Biographical Information

Isobel Violet Hunt (September 28, 1862 –January 16, 1942) was a British author and literary hostess. Her father was the artist Alfred William Hunt, her mother the novelist and translator Margaret Raine Hunt. Hunt was born in Durham and the family moved to London in 1865. Hunt's writings ranged over a number of literary forms, including short stories, novels, memoir, and biography. An active feminist, her novels The Maiden's Progress and A Hard Woman were works of the New Woman genre, while her short story collection Tales of the Uneasy is an example of supernatural fiction. Her novel White Rose of Weary Leaf is regarded as her best work, while biography of Elizabeth Siddall is considered unreliable. She was also active in writers organizations, founding the Women Writers' Suffrage League in 1908 and participating in the founding of International PEN in 1921.
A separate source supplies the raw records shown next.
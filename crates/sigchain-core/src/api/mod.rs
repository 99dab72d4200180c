//! Remote API client seam.
//!
//! The core talks to the remote through a single GET-shaped operation
//! returning a JSON tree. [`ApiClient`] is the seam; [`HttpApiClient`]
//! is the production implementation, and tests substitute canned
//! responses.

mod http;

use std::collections::BTreeMap;

use thiserror::Error;
use tokio_util::sync::CancellationToken;

pub use http::HttpApiClient;

/// Errors raised by the remote API.
#[derive(Debug, Error)]
pub enum ApiError {
    /// The request could not be sent or the response not read.
    #[error("transport error: {reason}")]
    Transport {
        /// Description of the transport failure.
        reason: String,
    },

    /// The remote answered with a non-success status.
    #[error("api error: status {status}: {message}")]
    Api {
        /// HTTP status code.
        status: u16,
        /// Response body, as far as it could be read.
        message: String,
    },

    /// The response body was not the expected JSON shape.
    #[error("response decode error: {reason}")]
    Decode {
        /// Parse failure description.
        reason: String,
    },

    /// The endpoint requires a session and none is configured.
    #[error("login required")]
    LoginRequired,

    /// The request was cancelled before completing.
    #[error("api request cancelled")]
    Cancelled,
}

/// One GET request: endpoint, query arguments, session requirement.
#[derive(Debug, Clone)]
pub struct ApiArg {
    /// Endpoint path relative to the API base, e.g. `sig/get`.
    pub endpoint: String,

    /// Query arguments in deterministic order.
    pub args: BTreeMap<String, String>,

    /// Whether the endpoint needs an authenticated session.
    pub need_session: bool,
}

impl ApiArg {
    /// Builds an unauthenticated request.
    #[must_use]
    pub fn new(endpoint: impl Into<String>) -> Self {
        Self {
            endpoint: endpoint.into(),
            args: BTreeMap::new(),
            need_session: false,
        }
    }

    /// Adds a query argument.
    #[must_use]
    pub fn arg(mut self, key: impl Into<String>, value: impl Into<String>) -> Self {
        self.args.insert(key.into(), value.into());
        self
    }
}

/// A JSON response tree addressable by key and index.
#[derive(Debug, Clone)]
pub struct ApiRes {
    body: serde_json::Value,
}

impl ApiRes {
    /// Wraps a parsed body.
    #[must_use]
    pub const fn new(body: serde_json::Value) -> Self {
        Self { body }
    }

    /// The whole body.
    #[must_use]
    pub const fn body(&self) -> &serde_json::Value {
        &self.body
    }

    /// Child value under an object key.
    #[must_use]
    pub fn at_key(&self, key: &str) -> Option<&serde_json::Value> {
        self.body.get(key)
    }

    /// Child value at an array index.
    #[must_use]
    pub fn at_index(&self, index: usize) -> Option<&serde_json::Value> {
        self.body.get(index)
    }
}

/// Blocking remote API client.
pub trait ApiClient: Send + Sync {
    /// Performs one GET request.
    ///
    /// # Errors
    ///
    /// Returns [`ApiError::Cancelled`] when `cancel` has fired, and the
    /// transport/status/decode variants otherwise.
    fn get(&self, cancel: &CancellationToken, arg: &ApiArg) -> Result<ApiRes, ApiError>;
}

#[cfg(test)]
mod tests {
    use serde_json::json;

    use super::*;

    #[test]
    fn api_arg_collects_query_pairs() {
        let arg = ApiArg::new("sig/get").arg("uid", "00ff").arg("low", "3");
        assert_eq!(arg.endpoint, "sig/get");
        assert_eq!(arg.args.get("uid").map(String::as_str), Some("00ff"));
        assert_eq!(arg.args.get("low").map(String::as_str), Some("3"));
        assert!(!arg.need_session);
    }

    #[test]
    fn api_res_addresses_keys_and_indexes() {
        let res = ApiRes::new(json!({"sigs": [1, 2, 3]}));
        let sigs = res.at_key("sigs").expect("sigs");
        assert_eq!(sigs.as_array().map(Vec::len), Some(3));
        assert!(res.at_key("absent").is_none());

        let arr = ApiRes::new(json!([10, 20]));
        assert_eq!(arr.at_index(1).and_then(serde_json::Value::as_u64), Some(20));
        assert!(arr.at_index(2).is_none());
    }
}
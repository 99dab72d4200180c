//! Local persistent storage for chains.
//!
//! The core persists two things: the tail triple for a user's chain and
//! the wire record of every link, both as opaque bytes under a typed key.
//! The [`LocalStore`] trait is the seam; [`SqliteStore`] is the default
//! implementation. Values must round-trip byte-exact.

mod sqlite;

use thiserror::Error;
use tokio_util::sync::CancellationToken;

pub use sqlite::SqliteStore;

/// Errors raised by local storage.
#[derive(Debug, Error)]
pub enum StoreError {
    /// Database error from `SQLite`.
    #[error("database error: {0}")]
    Database(#[from] rusqlite::Error),

    /// I/O error during database operations.
    #[error("I/O error: {0}")]
    Io(#[from] std::io::Error),

    /// Stored bytes failed to parse back into their expected shape.
    #[error("corrupt record under {key}: {reason}")]
    Corrupt {
        /// Text form of the offending key.
        key: String,
        /// Parse failure description.
        reason: String,
    },

    /// The operation was cancelled before completing.
    #[error("storage operation cancelled")]
    Cancelled,
}

/// Table tag for a typed storage key.
///
/// Tags are part of the persisted format and must stay stable.
#[derive(Debug, Clone, Copy, PartialEq, Eq, Hash)]
pub enum DbTable {
    /// Tail triple of a user's public chain, keyed by uid.
    SigChainTailPublic,

    /// Wire record of one link, keyed by link id.
    Link,
}

impl DbTable {
    /// The stable numeric tag.
    #[must_use]
    pub const fn tag(self) -> u32 {
        match self {
            Self::SigChainTailPublic => 0x10,
            Self::Link => 0x02,
        }
    }
}

/// A typed storage key: table tag plus an identifier string.
#[derive(Debug, Clone, PartialEq, Eq, Hash)]
pub struct DbKey {
    /// Which table the key addresses.
    pub table: DbTable,

    /// Identifier within the table (uid or link id, lowercase hex).
    pub key: String,
}

impl DbKey {
    /// Builds a key.
    #[must_use]
    pub const fn new(table: DbTable, key: String) -> Self {
        Self { table, key }
    }
}

impl std::fmt::Display for DbKey {
    fn fmt(&self, f: &mut std::fmt::Formatter<'_>) -> std::fmt::Result {
        write!(f, "{:#04x}:{}", self.table.tag(), self.key)
    }
}

/// Byte-oriented key-value storage.
///
/// Implementations must be safe to share across threads; the chain layer
/// serializes writers itself.
pub trait LocalStore: Send + Sync {
    /// Reads the value under `key`, `None` when absent.
    ///
    /// # Errors
    ///
    /// Returns [`StoreError::Cancelled`] when `cancel` has fired, or a
    /// backend error.
    fn get(&self, cancel: &CancellationToken, key: &DbKey) -> Result<Option<Vec<u8>>, StoreError>;

    /// Writes `value` under `key`, replacing any existing value.
    ///
    /// # Errors
    ///
    /// Returns [`StoreError::Cancelled`] when `cancel` has fired, or a
    /// backend error.
    fn put(&self, cancel: &CancellationToken, key: &DbKey, value: &[u8]) -> Result<(), StoreError>;
}

#[cfg(test)]
mod tests {
    use super::*;

    #[test]
    fn table_tags_are_stable() {
        // Persisted format; changing these breaks existing databases.
        assert_eq!(DbTable::SigChainTailPublic.tag(), 0x10);
        assert_eq!(DbTable::Link.tag(), 0x02);
    }

    #[test]
    fn db_key_display_is_tagged() {
        let key = DbKey::new(DbTable::Link, "abcd".to_string());
        assert_eq!(key.to_string(), "0x02:abcd");
    }
}
use serde_json::Value;
use std::env;
use std::fs;
use std::path::{Path, PathBuf};
use std::process::{Command, Output};
use std::time::{SystemTime, UNIX_EPOCH};

fn cargo_bin() -> PathBuf {
    if let Ok(path) = env::var("CARGO_BIN_EXE_reqbind") {
        return PathBuf::from(path);
    }

    let target_dir = env::var("CARGO_TARGET_DIR")
        .map(PathBuf::from)
        .unwrap_or_else(|_| repo_root().join("target"));
    let executable_name = format!("reqbind{}", std::env::consts::EXE_SUFFIX);
    let fallback = target_dir.join("debug").join(executable_name);

    if fallback.exists() {
        return fallback;
    }

    panic!(
        "CARGO_BIN_EXE_reqbind is not set and fallback binary was not found at {}",
        fallback.display()
    );
}

fn repo_root() -> PathBuf {
    PathBuf::from(env!("CARGO_MANIFEST_DIR"))
        .join("..")
        .join("..")
}

fn unique_temp_path(name: &str, extension: &str) -> PathBuf {
    let nanos = SystemTime::now()
        .duration_since(UNIX_EPOCH)
        .expect("system time should be after UNIX_EPOCH")
        .as_nanos();
    env::temp_dir().join(format!(
        "reqbind-cli-{name}-{}-{nanos}.{extension}",
        std::process::id()
    ))
}

struct TempFile {
    path: PathBuf,
}

impl TempFile {
    fn create(name: &str, extension: &str, content: &str) -> Self {
        let path = unique_temp_path(name, extension);
        fs::write(&path, content).expect("temporary file should be created");
        Self { path }
    }

    fn path(&self) -> &Path {
        &self.path
    }
}

impl Drop for TempFile {
    fn drop(&mut self) {
        let _ = fs::remove_file(&self.path);
    }
}

const PROFILE: &str = r#"
target:
  class: Profile
  properties:
    id: 7
    name: Bob
    age: null
    address:
      class: Address
      properties:
        city: Paris
  read_only: [id]
fields:
  - id
  - name
  - { name: age, transformer: integer }
  - { name: city, path: address.city }
constraints:
  Profile:
    name:
      - { type: not_blank }
      - { type: length, min: 2, max: 10 }
    address: [{ type: valid }]
  Address:
    city: [{ type: regex, pattern: "^[A-Z]", message: "Capitalize." }]
"#;

fn run_map(target: &Path, request: &Path, config: Option<&Path>) -> Output {
    let mut command = Command::new(cargo_bin());
    command.args([
        "map",
        "--target",
        target.to_string_lossy().as_ref(),
        "--request",
        request.to_string_lossy().as_ref(),
    ]);
    if let Some(config) = config {
        command.args(["--config", config.to_string_lossy().as_ref()]);
    }
    command.output().expect("reqbind map should execute")
}

fn stdout_json(output: &Output) -> Value {
    serde_json::from_slice(&output.stdout).unwrap_or_else(|e| {
        panic!(
            "stdout should be JSON ({e}): {}",
            String::from_utf8_lossy(&output.stdout)
        )
    })
}

#[test]
fn test_map_success_prints_updated_target() {
    let target = TempFile::create("profile", "yaml", PROFILE);
    let request = TempFile::create(
        "request",
        "yaml",
        "method: POST\nparams:\n  name: Alice\n  age: \"42\"\n  city: Lyon\n",
    );

    let output = run_map(target.path(), request.path(), None);

    assert!(
        output.status.success(),
        "stderr: {}",
        String::from_utf8_lossy(&output.stderr)
    );
    let json = stdout_json(&output);
    assert_eq!(json["status"], "mapped");
    assert_eq!(json["target"]["name"], "Alice");
    assert_eq!(json["target"]["age"], 42);
    assert_eq!(json["target"]["address"]["city"], "Lyon");
}

#[test]
fn test_map_rejection_prints_error_tree() {
    let target = TempFile::create("profile", "yaml", PROFILE);
    let request = TempFile::create(
        "request",
        "yaml",
        "method: PUT\nparams:\n  name: A\n  age: old\n  city: lyon\n  admin: true\n",
    );

    let output = run_map(target.path(), request.path(), None);

    assert_eq!(output.status.code(), Some(2));
    let json = stdout_json(&output);
    assert_eq!(json["status"], "rejected");
    assert_eq!(json["message"], "Invalid data.");

    let errors = &json["errors"];
    assert_eq!(errors["name"], "");
    // `address` is not a declared field, so its violation lands on the root
    assert_eq!(
        errors["errors"],
        serde_json::json!(["Capitalize.", "The request should not contain extra fields."])
    );

    let children = errors["children"].as_array().expect("children array");
    let names: Vec<&str> = children
        .iter()
        .filter_map(|c| c["name"].as_str())
        .collect();
    assert_eq!(names, ["age", "name"]);
    assert_eq!(children[0]["errors"], serde_json::json!(["This value is not valid."]));
    assert_eq!(
        children[1]["errors"],
        serde_json::json!(["This value is too short. It should have 2 characters or more."])
    );

    assert_eq!(json["target"]["name"], "A");
}

#[test]
fn test_read_only_field_is_left_untouched() {
    let target = TempFile::create("profile", "yaml", PROFILE);
    let request = TempFile::create("request", "yaml", "method: PATCH\nparams:\n  id: 99\n");

    let output = run_map(target.path(), request.path(), None);

    assert!(output.status.success());
    assert_eq!(stdout_json(&output)["target"]["id"], 7);
}

#[test]
fn test_safe_method_reads_query_and_ignores_extras() {
    let target = TempFile::create("profile", "yaml", PROFILE);
    let request = TempFile::create(
        "request",
        "yaml",
        "query:\n  name: Carol\n  page: 3\nparams:\n  name: ignored\n",
    );

    let output = run_map(target.path(), request.path(), None);

    assert!(output.status.success());
    assert_eq!(stdout_json(&output)["target"]["name"], "Carol");
}

#[test]
fn test_config_overrides_messages_and_limits() {
    let target = TempFile::create("profile", "yaml", PROFILE);
    let config = TempFile::create(
        "config",
        "yaml",
        "post_max_size: 1K\nupload_size_message: Too big.\nextra_fields_message: No extras.\n",
    );

    let too_large = TempFile::create(
        "request",
        "yaml",
        "method: POST\nparams:\n  name: Alice\ncontent_length: 4096\n",
    );
    let output = run_map(target.path(), too_large.path(), Some(config.path()));
    assert_eq!(output.status.code(), Some(2));
    let json = stdout_json(&output);
    assert_eq!(json["errors"]["errors"], serde_json::json!(["Too big."]));
    assert_eq!(json["target"]["name"], "Bob");

    let extra = TempFile::create(
        "request",
        "yaml",
        "method: POST\nparams:\n  name: Alice\n  other: 1\n",
    );
    let output = run_map(target.path(), extra.path(), Some(config.path()));
    assert_eq!(output.status.code(), Some(2));
    assert_eq!(
        stdout_json(&output)["errors"]["errors"],
        serde_json::json!(["No extras."])
    );
}

#[test]
fn test_translations_apply_to_validation_messages() {
    let described = format!(
        "{PROFILE}translations:\n  validators:\n    \"This value should not be blank.\": \"Pflichtfeld.\"\n"
    );
    let target = TempFile::create("profile", "yaml", &described);
    let request = TempFile::create("request", "yaml", "method: POST\nparams:\n  name: \"\"\n");

    let output = run_map(target.path(), request.path(), None);

    assert_eq!(output.status.code(), Some(2));
    let json = stdout_json(&output);
    assert_eq!(json["errors"]["children"][0]["name"], "name");
    assert_eq!(
        json["errors"]["children"][0]["errors"],
        serde_json::json!(["Pflichtfeld."])
    );
}

#[test]
fn test_missing_target_file_fails() {
    let request = TempFile::create("request", "yaml", "method: GET\n");
    let missing = unique_temp_path("missing", "yaml");

    let output = run_map(&missing, request.path(), None);

    assert_eq!(output.status.code(), Some(1));
    assert!(String::from_utf8_lossy(&output.stderr).contains("Failed to read"));
}

#[test]
fn test_invalid_target_description_fails() {
    let target = TempFile::create("broken", "yaml", "target: { class: Foo }\n");
    let request = TempFile::create("request", "yaml", "method: GET\n");

    let output = run_map(target.path(), request.path(), None);

    assert_eq!(output.status.code(), Some(1));
    assert!(String::from_utf8_lossy(&output.stderr).contains("Invalid target description"));
}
Despite her considerable literary output, Violet Hunt's reputation rests more with the literary salons she held at her home, South Lodge, in Campden Hill. Among her guests were Rebecca West, Ezra Pound, Joseph Conrad, Wyndham Lewis, D. H. Lawrence, and Henry James. She helped Ford Madox Ford establish The English Review in 1908. Many of these people were subsequently characterized in her novels, most notably Their Lives and Their Hearts.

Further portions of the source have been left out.